Micro	Naming, formatting, local refactors	1 signal	✅ Yes
Meso	Module design, API shape, integration	2 signals	⚠️ After convergence
Macro	Architecture, schema, cross-system	3+ signals	❌ Only after full convergence

Signals include:
- Explicit requirement in improvement document
- Existing code pattern (precedent)
- Test failure or production incident
- User clarification

Example:
- "Add `AdmissibleEvidenceBundle` type" — Macro decision
- Signal 1: Improvement doc explicitly recommends it
- Signal 2: Current code lacks type-level safety (audit finding)
- Signal 3: Promotion pipeline could accept unverified evidence (security gap)
- Decision: Proceed with implementation ✅

Conflict Resolution

When signals disagree:
1. Document the conflict in this guide
2. Ask user for clarification via `AskUserQuestion`
3. Do not proceed on assumptions
4. If micro-level: Choose the most conservative option (easiest to reverse)

"Done" Criteria

A task is complete when:
1. ✅ Code compiles and passes all tests (including new tests for the feature)
2. ✅ Documentation updated (inline comments + architecture doc)
3. ✅ Validation criteria met (see checklist for each task)
4. ✅ No blocking issues remain open

"Blocked" Criteria

A task is blocked when:
- ❌ Missing dependency (e.g., database migration not yet run)
- ❌ Unclear requirement (need user clarification)
- ❌ External service unavailable (e.g., cannot deploy to test HMAC secret)

---

Decomposition Rules

Atomic Unit Definition

The smallest meaningful unit of work is one that:
1. Has a single, verifiable output (a type, a function, a test, a migration)
2. Can be validated independently (test passes, compiles, documented)
3. Does not require context from unfinished sibling tasks
4. Can be rolled back without affecting other units

Task Breakdown Pattern

Feature (Macro)
└── Module (Meso)
    ├── Type Definition (Micro)
    ├── Constructor/Methods (Micro)
    ├── Tests (Micro)
    └── Integration (Meso)

Example: "Add AdmissibleEvidenceBundle type"
1. ✅ Define `AdmissibleEvidenceBundle` struct (micro)
2. ✅ Implement `from_verified(SliceExport, secret) -> Result<Self>` (micro)
3. ✅ Add `is_admissible()` marker trait (micro)
4. ✅ Write unit tests (micro)
5. ✅ Integrate with promotion APIs (meso)

Maximum Scope per Task

Code: 1 file or 1 coherent module (< 500 lines)
Test: 1 integration scenario or 3-5 unit test cases
Doc: 1 section of architecture doc (< 1000 words)
Migration: 1 schema change (1 SQL file)

---

Validation Rules

Validation Stages

Stage	What	When	Required?
Compilation	`cargo check` passes	After every code change	✅ Always
Unit Tests	`cargo test` passes	After every function/type addition	✅ Always
Integration Tests	Service starts, API responds	After API changes	✅ If service feature enabled
Security Audit	`cargo test --features security-audit`	Before PR merge	✅ For security changes
Documentation	Inline docs + architecture doc updated	After API changes	✅ For public APIs
Performance	Benchmark shows < 5ms p99	After caching implementation	⚠️ If perf-critical

Validation Artifacts

Each validation produces an artifact:
- Compilation: `cargo check` output (exit code 0)
- Tests: Test report (all passing)
- Integration: `curl` examples showing API responses
- Docs: Updated `.md` file with timestamp

Unblocking Criteria

A blocked task is unblocked when:
- Dependency completes (check checklist status)
- User clarifies requirement (documented in decision log)
- External service becomes available (verified with health check)

---

Implementation Order

Following the improvement document's recommendation: "Implement only one upgrade first, do the type-level one."

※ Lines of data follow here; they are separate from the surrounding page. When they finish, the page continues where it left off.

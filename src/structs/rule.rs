use std::collections::BTreeMap;

use serde::{Deserialize, Serialize};

use crate::config::constants::SONAR_CSHARP_PATTERN_PREFIX;
use crate::enums::severity::Severity;

/// A desired coding-standard check from the SonarQube quality-profile export.
/// Immutable once loaded.
#[derive(Debug, Clone, PartialEq, Eq, Serialize, Deserialize)]
pub struct SonarRule {
    pub repository_key: String,
    pub key: String,
    pub severity: Severity,
    /// Rule parameters, keyed by parameter name. BTreeMap keeps report
    /// output stable across runs.
    pub parameters: BTreeMap<String, String>,
}

impl SonarRule {
    /// The Codacy pattern id this rule maps to.
    pub fn pattern_id(&self) -> String {
        format!("{SONAR_CSHARP_PATTERN_PREFIX}{}", self.key)
    }
}
use std::collections::BTreeMap;

use serde::Serialize;

use crate::enums::severity::Severity;

/// Header block shared by both report files.
#[derive(Debug, Serialize)]
#[serde(rename_all = "camelCase")]
pub struct ReportSummary {
    pub total: usize,
    pub coding_standard: String,
    pub organization: String,
    pub timestamp: String,
}

#[derive(Debug, Serialize)]
#[serde(rename_all = "camelCase")]
pub struct SkippedRuleEntry {
    pub rule_key: String,
    pub pattern_id: String,
    pub repository_key: String,
    pub priority: Severity,
    pub reason: String,
}

#[derive(Debug, Serialize)]
#[serde(rename_all = "camelCase")]
pub struct EnabledPatternEntry {
    pub pattern_id: String,
    pub rule_key: String,
    pub repository_key: String,
    pub priority: Severity,
    #[serde(skip_serializing_if = "BTreeMap::is_empty")]
    pub parameters: BTreeMap<String, String>,
}

#[derive(Debug, Serialize)]
#[serde(rename_all = "camelCase")]
pub struct SkippedRulesReport {
    pub summary: ReportSummary,
    pub skipped_rules: Vec<SkippedRuleEntry>,
}

#[derive(Debug, Serialize)]
#[serde(rename_all = "camelCase")]
pub struct EnabledPatternsReport {
    pub summary: ReportSummary,
    pub enabled_patterns: Vec<EnabledPatternEntry>,
}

Priority 1 (Must Do First)

Type-Level Safety: `AdmissibleEvidenceBundle`

Rationale: Removes entire class of future bugs where unverified evidence enters promotion pipeline.

Priority 2 (Foundational)

Content Canonicalization: Formal spec + enforcement

Rationale: Enables reliable content hashing (needed for Priority 3).

Priority 3 (Performance)

Token Verification: Production mode with caching

Rationale: Makes verification cheap (<5ms), removes bypass temptation.

Priority 4 (Sufficiency)

EvidenceBundle: Diversity metrics + sufficiency policy

Rationale: Prevents gaming with 10 identical low-quality turns.

Priority 5 (Enforcement)

Database-Level Slice Boundaries: SQL pattern enforcement

Rationale: Makes violations impossible by construction.

Priority 6 (Observability)

Replay Provenance: Embedding model + retrieval params

Rationale: Enables full experiment reproduction.

Priority 7 (Incident Response)

Metrics + Alerts: Prometheus counters + quarantine table

Rationale: Makes violations visible and actionable.

---

Code Style Requirements

Rust Conventions

Use `thiserror` for error types
Implement `Display` for all newtype wrappers
Mark security-critical functions with `/// # Security` doc comments
Use `const` for version strings and magic numbers
Prefer `Arc<T>` over `Rc<T>` (multi-threaded by default)

Documentation Requirements

Every public type/function must have:

rust

/// Short description (one line).
///
/// Longer explanation if needed.
///
/// # Arguments
/// * `param` - Description
///
/// # Returns
/// Description of return value.
///
/// # Security (if applicable)
/// Why this is security-critical.
///
/// # Example (if non-trivial)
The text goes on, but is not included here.